Le 25 décembre 1979, il ya 30 ans, les forces soviétiques envahissaient l'Afghanistan (...) Aux côtés du président américain Jimmy Carter, et du Premier ministre britannique, Margaret Thatcher, le monde entier dénoncait l'intervention violente et cynique de l'empire soviétique contre un petit pays. (...) Neuf ans après le 15 février 1989, les Soviétiques se retiraient humiliés par une armée de paysans soutenus, grâce au sénateur Charlie Wilson, de missiles américains Stinger qui éliminaient les hélicoptères russes.
Une vive résistance nationale se met en place face à un occupant soviétique qui ne s’attendait pas à une telle réaction. De plus cette agression soulève une grande émotion dans l’ensemble de l’Oumma et de nombreux islamistes issus de divers pays (Algériens du GIA, Bosniaques, Philippins, Saoudiens, Palestiniens, Égyptiens, voire quelques Européens d'origine maghrébine ) se joignent à la résistance afghane (Moudjahiddines).
La tension entre les deux superpuissances USA et URSS reprend à compter de 1979 à la suite de l'invasion de l'Afghanistan et de l'arrivée au pouvoir de Ronald Reagan.
entre 1979 et 1981 les Soviétiques étendent leur contrôle sur le pays mais font face à la désertion des deux tiers de l'armée afghane (120 000 hommes). Rapidement les moudjahiddin contrôlent 80 % du territoire à l'exception des villes principales. Les Soviétiques sont réduits à des opérations ponctuelles, protection de leurs convois et largage de millions de mines antipersonnelles.
Mikhaïl Gorbatchev arrive au pouvoir en 1985 en prenant la tête du PCUS avec la volonté de réformer le régime pour combattre la stagnation économique et les reliquats du stalinisme, mais ses réformes donnent des résultats plutôt mitigés. La perestroïka (restructuration économique) n'a pas atteint les objectifs escomptés ayant aggravé les pénuries de biens de consommation et les inégalités sociales, tandis qu'une démocratisation du régime, amorcée avec la glasnost (transparence), déclenche des conflits inter-ethniques et la montée des nationalismes, mal perçus par les Russes.
1986 début de la construction de MIR assemblée directement en orbite
1986 La catastrophe de Tchernobyl, accident nucléaire le plus grave jamais survenu.
En avril 2006, à l’occasion des 20 ans de l’accident de Tchernobyl, Greenpeace a publié un rapport inédit et réalisé par 60 scientifiques du Bélarus, d’Ukraine et de Russie, qui démontre que l'impact sanitaire de la catastrophe de Tchernobyl a été largement sous-estimé par l'Agence Internationale de l'Energie Atomique (AIEA).

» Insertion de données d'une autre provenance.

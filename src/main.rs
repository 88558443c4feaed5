mod config;
mod error;
mod logging;
mod proxy;

use std::path::{Path, PathBuf};
use std::sync::Arc;
use std::time::Duration;

use anyhow::{Context, Result};
use axum::Router;
use clap::{Args, Parser, Subcommand};
use reqwest::Client;
use tracing_subscriber::EnvFilter;

use crate::config::{ProxyConfig, load_config};
use crate::proxy::{ProxyService, router as proxy_router};

const CONNECT_TIMEOUT: Duration = Duration::from_secs(30);

#[derive(Parser, Debug)]
#[command(name = "venice-proxy")]
#[command(about = "OpenAI-compatible proxy for the Venice API", long_about = None)]
struct Cli {
    /// Config file; defaults to ~/.venice-proxy/config.toml when present
    #[arg(long, global = true)]
    config: Option<PathBuf>,

    #[command(subcommand)]
    command: Option<Command>,

    #[command(flatten)]
    listen: ListenArgs,
}

#[derive(Args, Debug, Clone, Default)]
struct ListenArgs {
    /// Listen host, overrides config and HOST
    #[arg(long)]
    host: Option<String>,
    /// Listen port, overrides config and PORT
    #[arg(long)]
    port: Option<u16>,
}

#[derive(Subcommand, Debug)]
enum Command {
    /// Start the proxy server (default)
    Serve(ListenArgs),
    /// Print the effective configuration as TOML
    Config,
}

fn resolve_config(config: Option<&Path>, listen: &ListenArgs) -> Result<ProxyConfig> {
    let mut cfg = load_config(config)?;
    if let Some(host) = &listen.host {
        cfg.listen.host = host.clone();
    }
    if let Some(port) = listen.port {
        cfg.listen.port = port;
    }
    Ok(cfg)
}

#[tokio::main]
async fn main() -> Result<()> {
    // info by default; RUST_LOG takes precedence when set. Logs go to stderr
    // so `venice-proxy config` output stays clean TOML.
    let env_filter = EnvFilter::try_from_default_env().unwrap_or_else(|_| EnvFilter::new("info"));
    tracing_subscriber::fmt()
        .with_env_filter(env_filter)
        .with_writer(std::io::stderr)
        .init();

    let cli = Cli::parse();

    match cli.command {
        Some(Command::Config) => {
            let cfg = resolve_config(cli.config.as_deref(), &cli.listen)?;
            let text = toml::to_string_pretty(&cfg).context("failed to render config")?;
            print!("{text}");
        }
        Some(Command::Serve(args)) => {
            let listen = ListenArgs {
                host: args.host.or(cli.listen.host),
                port: args.port.or(cli.listen.port),
            };
            run_server(resolve_config(cli.config.as_deref(), &listen)?).await?;
        }
        None => run_server(resolve_config(cli.config.as_deref(), &cli.listen)?).await?,
    }

    Ok(())
}

async fn run_server(cfg: ProxyConfig) -> Result<()> {
    let client = Client::builder()
        .connect_timeout(CONNECT_TIMEOUT)
        .build()
        .context("failed to build upstream http client")?;

    let listener = tokio::net::TcpListener::bind((cfg.listen.host.as_str(), cfg.listen.port))
        .await
        .with_context(|| format!("failed to bind {}:{}", cfg.listen.host, cfg.listen.port))?;
    let addr = listener.local_addr()?;

    let cfg = Arc::new(cfg);
    tracing::info!(
        upstream = %cfg.upstream_base(),
        mount_prefix = %cfg.mount_prefix,
        max_retries = cfg.retry.max_retries,
        timeout_secs = cfg.request_timeout_secs,
        "venice-proxy listening on http://{}",
        addr
    );

    let proxy = ProxyService::new(client, cfg);
    let app: Router = proxy_router(proxy);

    axum::serve(listener, app.into_make_service())
        .with_graceful_shutdown(shutdown_signal())
        .await?;

    tracing::info!("venice-proxy stopped");
    Ok(())
}

async fn shutdown_signal() {
    #[cfg(unix)]
    {
        use tokio::signal::unix::{SignalKind, signal};
        match (
            signal(SignalKind::interrupt()),
            signal(SignalKind::terminate()),
        ) {
            (Ok(mut sigint), Ok(mut sigterm)) => {
                tokio::select! {
                    _ = sigint.recv() => {},
                    _ = sigterm.recv() => {},
                }
            }
            (Err(err), _) | (_, Err(err)) => {
                tracing::warn!("failed to install signal handlers: {}", err);
                let _ = tokio::signal::ctrl_c().await;
            }
        }
    }
    #[cfg(not(unix))]
    {
        let _ = tokio::signal::ctrl_c().await;
    }
    tracing::info!("shutdown signal received, draining connections");
}
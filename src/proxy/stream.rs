use std::io;
use std::time::Duration;

use axum::body::Bytes;
use futures_util::stream::{self, Stream, StreamExt};
use tokio::time::timeout;
use serde_json::Value;
use tracing::{debug, warn};

use super::tool_args::coerce_tool_calls;

/// Reassembles `\n`-terminated lines from arbitrarily split chunks.
///
/// `start` marks the first unconsumed byte, `scan_pos` the first byte not yet
/// searched for a newline, so every byte is scanned once.
#[derive(Debug, Default)]
pub(super) struct LineFramer {
    buffer: Vec<u8>,
    start: usize,
    scan_pos: usize,
}

impl LineFramer {
    pub(super) fn push(&mut self, chunk: &[u8]) {
        if self.start > 0 {
            self.buffer.drain(..self.start);
            self.scan_pos -= self.start;
            self.start = 0;
        }
        self.buffer.extend_from_slice(chunk);
    }

    /// Next complete line, newline included.
    pub(super) fn next_line(&mut self) -> Option<Bytes> {
        let rel = self.buffer[self.scan_pos..]
            .iter()
            .position(|&b| b == b'\n');
        match rel {
            Some(rel) => {
                let end = self.scan_pos + rel + 1;
                let line = Bytes::copy_from_slice(&self.buffer[self.start..end]);
                self.start = end;
                self.scan_pos = end;
                Some(line)
            }
            None => {
                self.scan_pos = self.buffer.len();
                None
            }
        }
    }

    /// Whatever is left once the upstream ends without a final newline.
    pub(super) fn finish(&mut self) -> Option<Bytes> {
        let tail = &self.buffer[self.start..];
        let tail = (!tail.is_empty()).then(|| Bytes::copy_from_slice(tail));
        self.buffer.clear();
        self.start = 0;
        self.scan_pos = 0;
        tail
    }
}

/// Rewrite one SSE line if it carries coercible tool-call deltas.
///
/// `None` means relay the original bytes: comments, non-data fields,
/// `[DONE]`, undecodable lines and lines without any change all land here.
pub(super) fn rewrite_sse_line(line: &[u8]) -> Option<Bytes> {
    let body = line.strip_suffix(b"\n").unwrap_or(line);
    let (body, cr) = match body.strip_suffix(b"\r") {
        Some(b) => (b, true),
        None => (body, false),
    };
    let payload = body.strip_prefix(b"data:")?;
    let payload = std::str::from_utf8(payload).ok()?.trim_start();
    if payload.is_empty() || payload.trim_end() == "[DONE]" {
        return None;
    }

    let mut event: Value = match serde_json::from_str(payload) {
        Ok(v) => v,
        Err(e) => {
            debug!(error = %e, "stream data line is not JSON, relaying verbatim");
            return None;
        }
    };
    let choices = event.get_mut("choices")?.as_array_mut()?;
    let mut changed = false;
    for choice in choices.iter_mut() {
        if let Some(delta) = choice.get_mut("delta") {
            changed |= coerce_tool_calls(delta.get_mut("tool_calls"));
        }
    }
    if !changed {
        return None;
    }

    let encoded = match serde_json::to_vec(&event) {
        Ok(v) => v,
        Err(e) => {
            warn!(error = %e, "failed to re-encode stream event, relaying verbatim");
            return None;
        }
    };
    let mut out = Vec::with_capacity(encoded.len() + 8);
    out.extend_from_slice(b"data: ");
    out.extend_from_slice(&encoded);
    if cr {
        out.push(b'\r');
    }
    out.push(b'\n');
    Some(Bytes::from(out))
}

struct RelayState<S> {
    upstream: Option<S>,
    idle: Duration,
    framer: LineFramer,
    lines: u64,
    rewritten: u64,
}

impl<S> RelayState<S> {
    fn emit(&mut self, line: Bytes) -> Bytes {
        self.lines += 1;
        match rewrite_sse_line(&line) {
            Some(out) => {
                self.rewritten += 1;
                out
            }
            None => line,
        }
    }
}

/// Relay an upstream event stream line by line, coercing tool-call deltas.
///
/// Each complete line goes out as its own chunk, in upstream order. An
/// upstream read error is forwarded and ends the stream, and so does an
/// upstream that sends nothing for `idle`. Dropping the returned stream
/// drops the upstream body with it.
pub fn relay_sse<S, E>(
    upstream: S,
    idle: Duration,
) -> impl Stream<Item = Result<Bytes, io::Error>> + Send + 'static
where
    S: Stream<Item = Result<Bytes, E>> + Send + Unpin + 'static,
    E: Into<Box<dyn std::error::Error + Send + Sync>> + Send + 'static,
{
    let state = RelayState {
        upstream: Some(upstream),
        idle,
        framer: LineFramer::default(),
        lines: 0,
        rewritten: 0,
    };
    stream::unfold(state, |mut st| async move {
        loop {
            if let Some(line) = st.framer.next_line() {
                let out = st.emit(line);
                return Some((Ok(out), st));
            }
            let idle = st.idle;
            let upstream = st.upstream.as_mut()?;
            let next = match timeout(idle, upstream.next()).await {
                Ok(next) => next,
                Err(_) => {
                    warn!(
                        idle_secs = idle.as_secs_f64(),
                        lines = st.lines,
                        "upstream stream stalled, closing"
                    );
                    st.upstream = None;
                    let err = io::Error::new(
                        io::ErrorKind::TimedOut,
                        format!("no upstream data for {:.1}s", idle.as_secs_f64()),
                    );
                    return Some((Err(err), st));
                }
            };
            match next {
                Some(Ok(chunk)) => st.framer.push(&chunk),
                Some(Err(e)) => {
                    let err = io::Error::other(e);
                    warn!(error = %err, lines = st.lines, "upstream stream error");
                    st.upstream = None;
                    return Some((Err(err), st));
                }
                None => {
                    st.upstream = None;
                    debug!(lines = st.lines, rewritten = st.rewritten, "upstream stream finished");
                    let tail = st.framer.finish()?;
                    return Some((Ok(tail), st));
                }
            }
        }
    })
}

Le rapport conclut que 200 000 décès dus à la catastrophe ont déjà été constatés ces quinze dernières années en Russie, au Bélarus et en Ukraine. Le rapport indique de plus, qu’à l’avenir plus d'un quart de million de cancers, dont près de 100 000 cancers mortels, découleront de la catastrophe. voir encart à droite page 3 de ce lien
En 1986 Mohammed Nadjibullah remplace Babrak Karmal à la tête de l'État afghan et veut négocier avec les rebelles en suivant un processus de réconciliation nationale sur le principe d'une perestroïka afghane. Les Soviétiques envoient des raids d'hélicoptères MI-24 Hind et des chasseurs bombardiers vers les places fortes afghanes, les Spetsnazs subissant de lourdes pertes au sol.
En 1986 les moudjahiddin commencent à recevoir des missiles sol-air FIM-92 Stinger, ce qui contraint les Russes à perdre le contrôle du ciel, bouleversant l'équilibre des forces en Afghanistan.
Au cours de la guerre froide, les États-Unis, via l'Opération Cyclone de la CIA, ont dépensé 2,1 milliards de dollars durant les dix ans de la guerre d'Afghanistan, pour alimenter la résistance antisoviétique et anticommuniste incarnée par les moudjahiddin du commandant Massoud.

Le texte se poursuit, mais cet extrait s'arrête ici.